Pin-point imaging: Well, we would think that the dual-concentric principle would make a further contribution to the overall coherence and seamless integration of midrange and treble, enhancing pin-point imaging, but this was not my experience. Sitting at 2 metres distance I sometimes found it hard to render the same ease of localisation of vocals and instruments in the acoustic scenario. These membranes are so huge that vocals seemed to come from all over the place. I've experienced the same thing with panel speakers and I guess that's part of the reason Peter Walker added the delay lines to the famous QUAD ESL63. To get better dispersion and to target a point source radiator. So, we're back to the discussion from the "Infinite Baffle Speaker" file on pinpoint imaging, and again: Paul Messenger:
"Narrow speakers with a very wide radiation include more of the listening room and help create an illusion of bringing the musicians into the room; while more directional designs like horns and dipole panels give a precise view onto the recording itself.
The Tannoys are to my experience quite directional speakers. I have measured the horizontal dispersion - no need to do a vertical dispersion here as it will be the same due to the dual-concentric principle - and it is very good. You measure the same FR all over the place, but when listening in stereo, they are quite directional and you move the speakers around and you move your head around to find the best position for stereo integration. These speakers need large rooms and a listening distance of 4-5 meters to perform the best. Not my cup of tea for near-field monitoring. I guess the 12" or 10" would be better suited for this situation but with sacrifice of deep bass.

Monitor Gold Type LSU/HF/15/8

New crossover

From the frd and zrd files of bass and tweeter I modelled a new crossover trying to get as close as possible to the 1.2 mH and 16 uF used in the original low-pass section. This persistently came closer to a point of crossover around 2 kHz against the claimed 1 kHz point of crossover. Measuring all the drivers - with original crossover - there appear to be a major overlap in the crossover region and no matter what polarity was given to the tweeter, the nulling effect wasn't visible at all. The phase-tracking between these two drivers is indeed very poor.
The weird thing about the MG is that the coil in the LP section can be varied a lot without affecting the midrange much, this partly due to the impedance profile.
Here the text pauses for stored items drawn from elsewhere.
//! Dart VM Service WebSocket protocol client.
//!
//! ## Modules
//!
//! - [`transport`] - WebSocket open/send/close and frame-level close reasons.
//! - [`protocol`] - JSON-RPC types, the request tracker and the frame parser.
//! - [`dispatcher`] - Per-stream listener table and active subscriptions.
//! - [`client`] - [`VmServiceClient`]: connection lifecycle, calls, streams.
//! - [`extensions`] - Flutter service extension helpers.
//! - [`performance`] - `getMemoryUsage` wrapper and parser.
//!
//! ## Quick start
//!
//! ```ignore
//! use vmbridge_client::vm_service::VmServiceClient;
//! use vmbridge_core::Endpoint;
//!
//! let client = VmServiceClient::new(Endpoint::from_uri("ws://127.0.0.1:8181/ws")?);
//! client.connect().await?;
//!
//! client.on_event("Logging", |n| tracing::info!("{}: {}", n.stream_id, n.event.kind));
//! client.stream_listen("Logging").await?;
//!
//! let isolate_id = client.main_isolate_id().await?;
//! let usage = client.get_memory_usage(&isolate_id).await?;
//!
//! client.disconnect().await;
//! ```

pub mod client;
pub mod dispatcher;
pub mod extensions;
pub mod performance;
pub mod protocol;
pub mod transport;

pub use client::{
    ClientOptions, CloseHandler, ConnectionState, VmServiceClient, DEFAULT_CONNECT_TIMEOUT,
    DEFAULT_REQUEST_TIMEOUT,
};
pub use dispatcher::{EventHandler, ListenerId};
pub use extensions::{
    build_extension_params, is_extension_not_available, EXTENSION_NOT_AVAILABLE_CODE,
    METHOD_NOT_FOUND_CODE,
};
pub use performance::parse_memory_usage;
pub use protocol::{
    parse_vm_message, IsolateInfo, IsolateRef, StreamEvent, StreamNotification, VmInfo,
    VmRequestTracker, VmServiceError, VmServiceMessage, VmServiceRequest, VmServiceResponse,
};
pub use transport::CloseReason;
impl VmServiceClient {
    pub fn new(endpoint: Endpoint) -> Self {
        Self::with_options(endpoint, ClientOptions::default())
    }

    pub fn with_options(endpoint: Endpoint, options: ClientOptions) -> Self {
        Self {
            inner: Arc::new(ClientInner {
                endpoint,
                options,
                link: Mutex::new(None),
                connect_gate: Mutex::new(None),
                next_generation: AtomicU64::new(0),
                shared: Arc::new(Shared {
                    state: RwLock::new(ConnectionState::Disconnected),
                    tracker: Mutex::new(VmRequestTracker::new()),
                    dispatcher: RwLock::new(EventDispatcher::new()),
                    close_observers: Mutex::new(Vec::new()),
                    finished_generation: AtomicU64::new(0),
                    main_isolate: Mutex::new(None),
                }),
            }),
        }
    }

    pub fn endpoint(&self) -> &Endpoint {
        &self.inner.endpoint
    }

    pub fn options(&self) -> ClientOptions {
        self.inner.options
    }

    pub fn state(&self) -> ConnectionState {
        self.inner.shared.state()
    }

    pub fn status(&self) -> ConnectionStatus {
        self.state().status()
    }

    pub fn is_connected(&self) -> bool {
        self.state() == ConnectionState::Connected
    }

    /// Number of requests still waiting for a response.
    pub fn pending_requests(&self) -> usize {
        self.inner
            .shared
            .tracker
            .lock()
            .unwrap_or_else(|e| e.into_inner())
            .pending_count()
    }

    // ── Connection management ────────────────────────────────────────────

    /// Open the WebSocket and start the I/O task.
    ///
    /// Resolves once the handshake has completed. If another `connect()` is
    /// already in flight this call waits for it and returns its outcome, so
    /// at most one socket is opened.
    ///
    /// # Errors
    ///
    /// - [`Error::AlreadyConnected`] if the client is connected.
    /// - [`Error::ConnectFailed`] if the handshake fails or times out.
    pub async fn connect(&self) -> Result<()> {
        let role = {
            let mut gate = self
                .inner
                .connect_gate
                .lock()
                .unwrap_or_else(|e| e.into_inner());
            match (self.state(), gate.as_ref()) {
                (ConnectionState::Connected, _) => return Err(Error::AlreadyConnected),
                (ConnectionState::Connecting, Some(rx)) => ConnectRole::Follower(rx.clone()),
                _ => {
                    let (tx, rx) = watch::channel(None);
                    *gate = Some(rx);
                    self.inner.shared.set_state(ConnectionState::Connecting);
                    ConnectRole::Leader(tx)
                }
            }
        };

        match role {
            ConnectRole::Follower(rx) => self.join_connect(rx).await,
            ConnectRole::Leader(tx) => {
                let mut guard = ConnectGuard {
                    inner: &self.inner,
                    armed: true,
                };
                let result = self.establish().await;
                guard.armed = false;

                self.inner
                    .connect_gate
                    .lock()
                    .unwrap_or_else(|e| e.into_inner())
                    .take();
                let outcome = match &result {
                    Ok(()) => Ok(()),
                    Err(e) => Err(e.to_string()),
                };
                let _ = tx.send(Some(outcome));
                result
            }
        }
    }

    async fn join_connect(&self, mut rx: watch::Receiver<ConnectOutcome>) -> Result<()> {
        debug!(
            "VM Service: joining in-flight connect to {}",
            self.inner.endpoint
        );
        let outcome = match rx.wait_for(Option::is_some).await {
            Ok(outcome) => (*outcome).clone(),
            Err(_) => Some(Err("connection attempt abandoned".to_string())),
        };
        match outcome {
            Some(Ok(())) => Ok(()),
            Some(Err(reason)) => Err(Error::connect_failed(self.inner.endpoint.ws_uri(), reason)),
            None => Err(Error::NotConnected),
        }
    }

    async fn establish(&self) -> Result<()> {
        let shared = &self.inner.shared;
        let uri = self.inner.endpoint.ws_uri();
        info!("VM Service: connecting to {}", uri);

        let (sink, stream) = match transport::open(&uri, self.inner.options.connect_timeout).await {
            Ok(halves) => halves,
            Err(e) => {
                warn!("VM Service: connect to {} failed: {}", uri, e);
                shared.set_state(ConnectionState::Error);
                return Err(e);
            }
        };

        let generation = self.inner.next_generation.fetch_add(1, Ordering::SeqCst) + 1;
        let (cmd_tx, cmd_rx) = mpsc::channel(CMD_CHANNEL_CAPACITY);

        // A new socket may be talking to a restarted VM.
        shared
            .main_isolate
            .lock()
            .unwrap_or_else(|e| e.into_inner())
            .take();

        let mut link = self.inner.link.lock().unwrap_or_else(|e| e.into_inner());
        shared.set_state(ConnectionState::Connected);
        let task = tokio::spawn(run_io_loop(
            Arc::clone(shared),
            generation,
            sink,
            stream,
            cmd_rx,
        ));
        *link = Some(Link {
            generation,
            cmd_tx,
            task,
        });

        info!("VM Service: connected to {} (generation {})", uri, generation);
        Ok(())
    }

    /// Close the connection and wait for the I/O task to finish.
    ///
    /// Every pending request is rejected with [`Error::ConnectionClosed`]
    /// before this returns. Safe to call in any state and more than once.
    pub async fn disconnect(&self) {
        let link = self
            .inner
            .link
            .lock()
            .unwrap_or_else(|e| e.into_inner())
            .take();

        let Some(Link {
            generation,
            cmd_tx,
            mut task,
        }) = link
        else {
            if self.state() == ConnectionState::Error {
                self.inner.shared.set_state(ConnectionState::Disconnected);
            }
            return;
        };

        debug!("VM Service: disconnecting from {}", self.inner.endpoint);
        let graceful = tokio::time::timeout(DISCONNECT_GRACE, async {
            let _ = cmd_tx.send(ClientCommand::Shutdown).await;
            let _ = (&mut task).await;
        })
        .await;

        if graceful.is_err() {
            warn!(
                "VM Service: I/O task did not stop within {:?}, aborting",
                DISCONNECT_GRACE
            );
            task.abort();
        }

        // No-op when the task already finished this generation.
        self.inner
            .shared
            .finish_connection(generation, &CloseReason::Requested);
        self.inner.shared.set_state(ConnectionState::Disconnected);
    }

    // ── Requests ─────────────────────────────────────────────────────────

    /// Send a JSON-RPC request using the default request timeout.
    pub async fn call(&self, method: &str, params: Option<Value>) -> Result<Value> {
        self.call_with_timeout(method, params, self.inner.options.request_timeout)
            .await
    }

    /// Send a JSON-RPC request and wait at most `timeout` for its response.
    ///
    /// # Errors
    ///
    /// - [`Error::NotConnected`] if the client is not connected.
    /// - [`Error::Timeout`] if no response arrives within `timeout`.
    /// - [`Error::RemoteError`] if the VM answers with an error object.
    /// - [`Error::ConnectionClosed`] if the socket closes first.
    pub async fn call_with_timeout(
        &self,
        method: &str,
        params: Option<Value>,
        timeout: Duration,
    ) -> Result<Value> {
        let cmd_tx = self.command_sender()?;
        let shared = &self.inner.shared;

        let (id, rx) = shared
            .tracker
            .lock()
            .unwrap_or_else(|e| e.into_inner())
            .register(method);

        let frame = match serde_json::to_string(&VmServiceRequest::new(id.clone(), method, params))
        {
            Ok(frame) => frame,
            Err(e) => {
                shared.expire(&id);
                return Err(e.into());
            }
        };

        trace!("VM Service: -> {} ({})", method, id);
        let exchange = async {
            cmd_tx
                .send(ClientCommand::Send {
                    id: id.clone(),
                    frame,
                })
                .await
                .map_err(|_| Error::ConnectionClosed)?;
            rx.await.map_err(|_| Error::ConnectionClosed)?
        };

        match tokio::time::timeout(timeout, exchange).await {
            Ok(Err(Error::ConnectionClosed)) => {
                shared.expire(&id);
                Err(Error::ConnectionClosed)
            }
            Ok(outcome) => outcome,
            Err(_) => {
                shared.expire(&id);
                debug!("VM Service: {} ({}) timed out after {:?}", method, id, timeout);
                Err(Error::timeout(method, timeout))
            }
        }
    }

    fn command_sender(&self) -> Result<mpsc::Sender<ClientCommand>> {
        if self.state() != ConnectionState::Connected {
            return Err(Error::NotConnected);
        }
        self.inner
            .link
            .lock()
            .unwrap_or_else(|e| e.into_inner())
            .as_ref()
            .map(|link| link.cmd_tx.clone())
            .ok_or(Error::NotConnected)
    }

    // ── Streams ──────────────────────────────────────────────────────────

    /// Subscribe to `stream_id` on the current connection.
    ///
    /// The stream is recorded as active only after the VM acknowledges it.
    /// A VM that reports the stream as already subscribed counts as success.
    pub async fn stream_listen(&self, stream_id: &str) -> Result<()> {
        match self
            .call("streamListen", Some(json!({ "streamId": stream_id })))
            .await
        {
            Ok(_) => {}
            Err(Error::RemoteError {
                code: STREAM_ALREADY_SUBSCRIBED,
                ..
            }) => debug!("VM Service: stream {} already subscribed", stream_id),
            Err(e) => return Err(e),
        }
        self.inner
            .shared
            .dispatcher
            .write()
            .unwrap_or_else(|e| e.into_inner())
            .mark_active(stream_id);
        debug!("VM Service: subscribed to {}", stream_id);
        Ok(())
    }

    /// Unsubscribe from `stream_id`. Listeners stay registered.
    pub async fn stream_cancel(&self, stream_id: &str) -> Result<()> {
        match self
            .call("streamCancel", Some(json!({ "streamId": stream_id })))
            .await
        {
            Ok(_) | Err(Error::RemoteError {
                code: STREAM_NOT_SUBSCRIBED,
                ..
            }) => {}
            Err(e) => return Err(e),
        }
        self.inner
            .shared
            .dispatcher
            .write()
            .unwrap_or_else(|e| e.into_inner())
            .mark_inactive(stream_id);
        Ok(())
    }

    /// Streams subscribed on the live socket, in subscription order.
    pub fn active_streams(&self) -> Vec<String> {
        self.inner
            .shared
            .dispatcher
            .read()
            .unwrap_or_else(|e| e.into_inner())
            .active_streams()
    }

    /// Register a handler for events on `stream_id`.
    ///
    /// Purely local: nothing is sent to the VM. Handlers survive reconnects
    /// and run on the I/O task in registration order.
    pub fn on_event<F>(&self, stream_id: &str, handler: F) -> ListenerId
    where
        F: Fn(&StreamNotification) + Send + Sync + 'static,
    {
        let handler: EventHandler = Arc::new(handler);
        self.inner
            .shared
            .dispatcher
            .write()
            .unwrap_or_else(|e| e.into_inner())
            .add_listener(stream_id, handler)
    }

    /// Forward events on `stream_id` into an unbounded channel.
    pub fn event_channel(
        &self,
        stream_id: &str,
    ) -> (ListenerId, mpsc::UnboundedReceiver<StreamNotification>) {
        self.inner
            .shared
            .dispatcher
            .write()
            .unwrap_or_else(|e| e.into_inner())
            .add_channel(stream_id)
    }

    pub fn remove_listener(&self, id: ListenerId) -> bool {
        self.inner
            .shared
            .dispatcher
            .write()
            .unwrap_or_else(|e| e.into_inner())
            .remove_listener(id)
    }

    /// Register an observer for connection closes.
    ///
    /// Called once per connection with the reason, after pending requests
    /// have been rejected and the state has been updated.
    pub fn on_close<F>(&self, handler: F)
    where
        F: Fn(&CloseReason) + Send + Sync + 'static,
    {
        self.inner
            .shared
            .close_observers
            .lock()
            .unwrap_or_else(|e| e.into_inner())
            .push(Arc::new(handler));
    }

    // ── Typed wrappers ───────────────────────────────────────────────────

    pub async fn get_vm(&self) -> Result<VmInfo> {
        let result = self.call("getVM", None).await?;
        serde_json::from_value(result).map_err(|e| Error::protocol(format!("bad getVM response: {e}")))
    }

    pub async fn get_isolate(&self, isolate_id: &str) -> Result<IsolateInfo> {
        let result = self
            .call("getIsolate", Some(json!({ "isolateId": isolate_id })))
            .await?;
        serde_json::from_value(result)
            .map_err(|e| Error::protocol(format!("bad getIsolate response: {e}")))
    }

    /// ID of the main (first non-system) isolate.
    ///
    /// Cached per connection; a new connection always asks the VM again.
    ///
    /// # Errors
    ///
    /// [`Error::NoIsolate`] if the VM reports no non-system isolate.
    pub async fn main_isolate_id(&self) -> Result<String> {
        if let Some(id) = self
            .inner
            .shared
            .main_isolate
            .lock()
            .unwrap_or_else(|e| e.into_inner())
            .clone()
        {
            return Ok(id);
        }

        let vm = self.get_vm().await?;
        let isolate = vm.main_isolate().ok_or(Error::NoIsolate)?;
        debug!("VM Service: main isolate is {} ({})", isolate.id, isolate.name);

        let id = isolate.id.clone();
        *self
            .inner
            .shared
            .main_isolate
            .lock()
            .unwrap_or_else(|e| e.into_inner()) = Some(id.clone());
        Ok(id)
    }
}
And this driver is so big that measuring the FR at 1 metre distance is really too short. We're getting into near-field conditions and these drivers should possibly be measured at two metres distance, but my workshop won't allow this and I didn't have time to take the drivers outside for proper measurements.
However, with 1.2 mH and 16.4 uF+2R2 a reasonably flat response could be achieved with a point of crossover around 2 kHz. In fact the same I measured from some of the drivers fitted with the original crossover. The compression driver however, seems to target a point of crossover around 1.2 kHz but due to the drivers being out of phase the overall result is a reasonably flat response when the "level" and "roll-off" setting is used properly.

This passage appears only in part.